* [Exercise directions] Report all lines of the data below that hold the word "host".

┄┄┄┄┄┄┄┄┄┄┄┄┄┄┄┄┄┄┄┄

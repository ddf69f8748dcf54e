//! The animated field: palette, field function, compositor, presenter and
//! the scheduler that ties them to a host refresh loop.

mod compositor;
mod field;
mod host;
mod palette;
mod present;
mod scheduler;
mod state;

pub use compositor::{Compositor, LowResBuffer, DRIFT_MAGNITUDE};
pub use field::field;
pub use host::{FixedHost, Host, Layout, Viewport, MAX_DPR, MIN_BUFFER_DIM};
pub use palette::{palette, Palette, PALETTE_SIZE};
pub use present::{Presenter, Surface};
pub use scheduler::{Phase, Scheduler, SchedulerOptions, TickOutcome};
pub use state::{
    Direction, QualityPreset, RenderState, DRIFT_DAMPING, FLASH_DECAY, FLASH_MAX, FLASH_STEP,
    MAX_FRAME_DT,
};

┄┄┄┄┄┄┄┄┄┄┄┄┄┄┄┄┄┄┄┄

* [Answer to this exercise]
//! the scheduler that ties them to a host refresh loop.
mod host;
pub use host::{FixedHost, Host, Layout, Viewport, MAX_DPR, MIN_BUFFER_DIM};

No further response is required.